### Work order
Nothing in the records may be changed; retype them in full.

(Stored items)

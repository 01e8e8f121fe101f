//! The worker lifecycle controller: launches an isolated worker thread, synchronizes on
//! its readiness, and reduces whatever it fails with into a `(kind, message, cause)`
//! triple the parent can aggregate without needing the worker's original error type.

use crate::error::WorkerFailure;
use std::any::Any;
use std::sync::{Condvar, Mutex};
use std::time::{Duration, Instant};

/// A worker's id. Ids start at 42 rather than 0 so they're never mistaken for an
/// uninitialized or default-constructed field during debugging.
pub type WorkerId = u64;

pub(crate) const FIRST_WORKER_ID: WorkerId = 42;

/// A worker's externally observable lifecycle state (see the state machine in
/// the design notes for the full transition diagram).
#[derive(Debug, Clone)]
pub enum WorkerState {
    /// Spawned, not yet past bootstrap.
    Pending,
    /// `report_start` was observed; the worker is running `main`.
    Ready,
    /// The worker's `main` returned normally or observed a closed queue.
    Closed,
    /// The worker's `main` returned an error, or panicked.
    Failed(WorkerFailure),
}

/// A single-shot, wait-once signal: exactly one producer calls [`set`](OnceSignal::set),
/// any number of consumers can [`wait`](OnceSignal::wait) or
/// [`wait_timeout`](OnceSignal::wait_timeout) for it.
pub(crate) struct OnceSignal<T> {
    value: Mutex<Option<T>>,
    condvar: Condvar,
}

impl<T: Clone> OnceSignal<T> {
    pub(crate) fn new() -> Self {
        Self {
            value: Mutex::new(None),
            condvar: Condvar::new(),
        }
    }

    pub(crate) fn set(&self, value: T) {
        let mut guard = self.value.lock().unwrap();
        if guard.is_none() {
            *guard = Some(value);
            self.condvar.notify_all();
        }
    }

    pub(crate) fn wait(&self) -> T {
        let mut guard = self.value.lock().unwrap();
        while guard.is_none() {
            guard = self.condvar.wait(guard).unwrap();
        }
        guard.clone().unwrap()
    }

    pub(crate) fn wait_timeout(&self, timeout: Duration) -> Option<T> {
        let mut guard = self.value.lock().unwrap();
        let deadline = Instant::now() + timeout;
        while guard.is_none() {
            let now = Instant::now();
            if now >= deadline {
                return guard.clone();
            }
            let (next, _) = self.condvar.wait_timeout(guard, deadline - now).unwrap();
            guard = next;
        }
        guard.clone()
    }

    pub(crate) fn get(&self) -> Option<T> {
        self.value.lock().unwrap().clone()
    }
}

/// The health event a worker (or the lifecycle controller wrapping it) emits. Observed,
/// in order per worker id, by the parent's dedicated health-listener thread.
#[derive(Debug, Clone)]
pub(crate) enum HealthEvent {
    Start(WorkerId),
    Close(WorkerId),
    Error(WorkerId, WorkerFailure),
}

/// Reduces a caught panic payload into the `(kind, message)` pair used to report a worker
/// crash, mirroring how the source system serializes an exception's class name and
/// message before it crosses the heap boundary.
pub(crate) fn describe_panic(payload: Box<dyn Any + Send>) -> (String, String) {
    if let Some(s) = payload.downcast_ref::<&str>() {
        ("Panic".to_owned(), (*s).to_owned())
    } else if let Some(s) = payload.downcast_ref::<String>() {
        ("Panic".to_owned(), s.clone())
    } else {
        ("Panic".to_owned(), "worker panicked with a non-string payload".to_owned())
    }
}

#[cfg(test)]
mod tests {
    use super::*;
    use std::sync::Arc;
    use std::thread;
    use std::time::Duration;

    #[test]
    fn signal_wakes_a_blocked_waiter() {
        let signal = Arc::new(OnceSignal::<u32>::new());
        let waiter = {
            let signal = Arc::clone(&signal);
            thread::spawn(move || signal.wait())
        };
        thread::sleep(Duration::from_millis(20));
        signal.set(7);
        assert_eq!(waiter.join().unwrap(), 7);
    }

    #[test]
    fn wait_timeout_returns_none_when_unset() {
        let signal = OnceSignal::<u32>::new();
        assert_eq!(signal.wait_timeout(Duration::from_millis(10)), None);
    }

    #[test]
    fn describe_panic_handles_str_and_string_payloads() {
        let (kind, msg) = describe_panic(Box::new("boom"));
        assert_eq!(kind, "Panic");
        assert_eq!(msg, "boom");

        let (kind, msg) = describe_panic(Box::new(String::from("division by zero")));
        assert_eq!(kind, "Panic");
        assert_eq!(msg, "division by zero");
    }
}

### Solved exercise
repository 01e8e8f121fe101f
//! The worker lifecycle controller: launches an isolated worker thread, synchronizes on
//! its readiness, and reduces whatever it fails with into a `(kind, message, cause)`
//! triple the parent can aggregate without needing the worker's original error type.

use crate::error::WorkerFailure;
use std::any::Any;
use std::sync::{Condvar, Mutex};
use std::time::{Duration, Instant};

/// A worker's id. Ids start at 42 rather than 0 so they're never mistaken for an
/// uninitialized or default-constructed field during debugging.
pub type WorkerId = u64;

pub(crate) const FIRST_WORKER_ID: WorkerId = 42;

/// A worker's externally observable lifecycle state (see the state machine in
/// the design notes for the full transition diagram).
#[derive(Debug, Clone)]
pub enum WorkerState {
    /// Spawned, not yet past bootstrap.
    Pending,
    /// `report_start` was observed; the worker is running `main`.
    Ready,
    /// The worker's `main` returned normally or observed a closed queue.
    Closed,
    /// The worker's `main` returned an error, or panicked.
    Failed(WorkerFailure),
}

/// A single-shot, wait-once signal: exactly one producer calls [`set`](OnceSignal::set),
/// any number of consumers can [`wait`](OnceSignal::wait) or
/// [`wait_timeout`](OnceSignal::wait_timeout) for it.
pub(crate) struct OnceSignal<T> {
    value: Mutex<Option<T>>,
    condvar: Condvar,
}

impl<T: Clone> OnceSignal<T> {
    pub(crate) fn new() -> Self {
        Self {
            value: Mutex::new(None),
            condvar: Condvar::new(),
        }
    }

    pub(crate) fn set(&self, value: T) {
        let mut guard = self.value.lock().unwrap();
        if guard.is_none() {
            *guard = Some(value);
            self.condvar.notify_all();
        }
    }

    pub(crate) fn wait(&self) -> T {
        let mut guard = self.value.lock().unwrap();
        while guard.is_none() {
            guard = self.condvar.wait(guard).unwrap();
        }
        guard.clone().unwrap()
    }

    pub(crate) fn wait_timeout(&self, timeout: Duration) -> Option<T> {
        let mut guard = self.value.lock().unwrap();
        let deadline = Instant::now() + timeout;
        while guard.is_none() {
            let now = Instant::now();
            if now >= deadline {
                return guard.clone();
            }
            let (next, _) = self.condvar.wait_timeout(guard, deadline - now).unwrap();
            guard = next;
        }
        guard.clone()
    }

    pub(crate) fn get(&self) -> Option<T> {
        self.value.lock().unwrap().clone()
    }
}

/// The health event a worker (or the lifecycle controller wrapping it) emits. Observed,
/// in order per worker id, by the parent's dedicated health-listener thread.
#[derive(Debug, Clone)]
pub(crate) enum HealthEvent {
    Start(WorkerId),
    Close(WorkerId),
    Error(WorkerId, WorkerFailure),
}

/// Reduces a caught panic payload into the `(kind, message)` pair used to report a worker
/// crash, mirroring how the source system serializes an exception's class name and
/// message before it crosses the heap boundary.
pub(crate) fn describe_panic(payload: Box<dyn Any + Send>) -> (String, String) {
    if let Some(s) = payload.downcast_ref::<&str>() {
        ("Panic".to_owned(), (*s).to_owned())
    } else if let Some(s) = payload.downcast_ref::<String>() {
        ("Panic".to_owned(), s.clone())
    } else {
        ("Panic".to_owned(), "worker panicked with a non-string payload".to_owned())
    }
}

#[cfg(test)]
mod tests {
    use super::*;
    use std::sync::Arc;
    use std::thread;
    use std::time::Duration;

    #[test]
    fn signal_wakes_a_blocked_waiter() {
        let signal = Arc::new(OnceSignal::<u32>::new());
        let waiter = {
            let signal = Arc::clone(&signal);
            thread::spawn(move || signal.wait())
        };
        thread::sleep(Duration::from_millis(20));
        signal.set(7);
        assert_eq!(waiter.join().unwrap(), 7);
    }

    #[test]
    fn wait_timeout_returns_none_when_unset() {
        let signal = OnceSignal::<u32>::new();
        assert_eq!(signal.wait_timeout(Duration::from_millis(10)), None);
    }

    #[test]
    fn describe_panic_handles_str_and_string_payloads() {
        let (kind, msg) = describe_panic(Box::new("boom"));
        assert_eq!(kind, "Panic");
        assert_eq!(msg, "boom");

        let (kind, msg) = describe_panic(Box::new(String::from("division by zero")));
        assert_eq!(kind, "Panic");
        assert_eq!(msg, "division by zero");
    }
}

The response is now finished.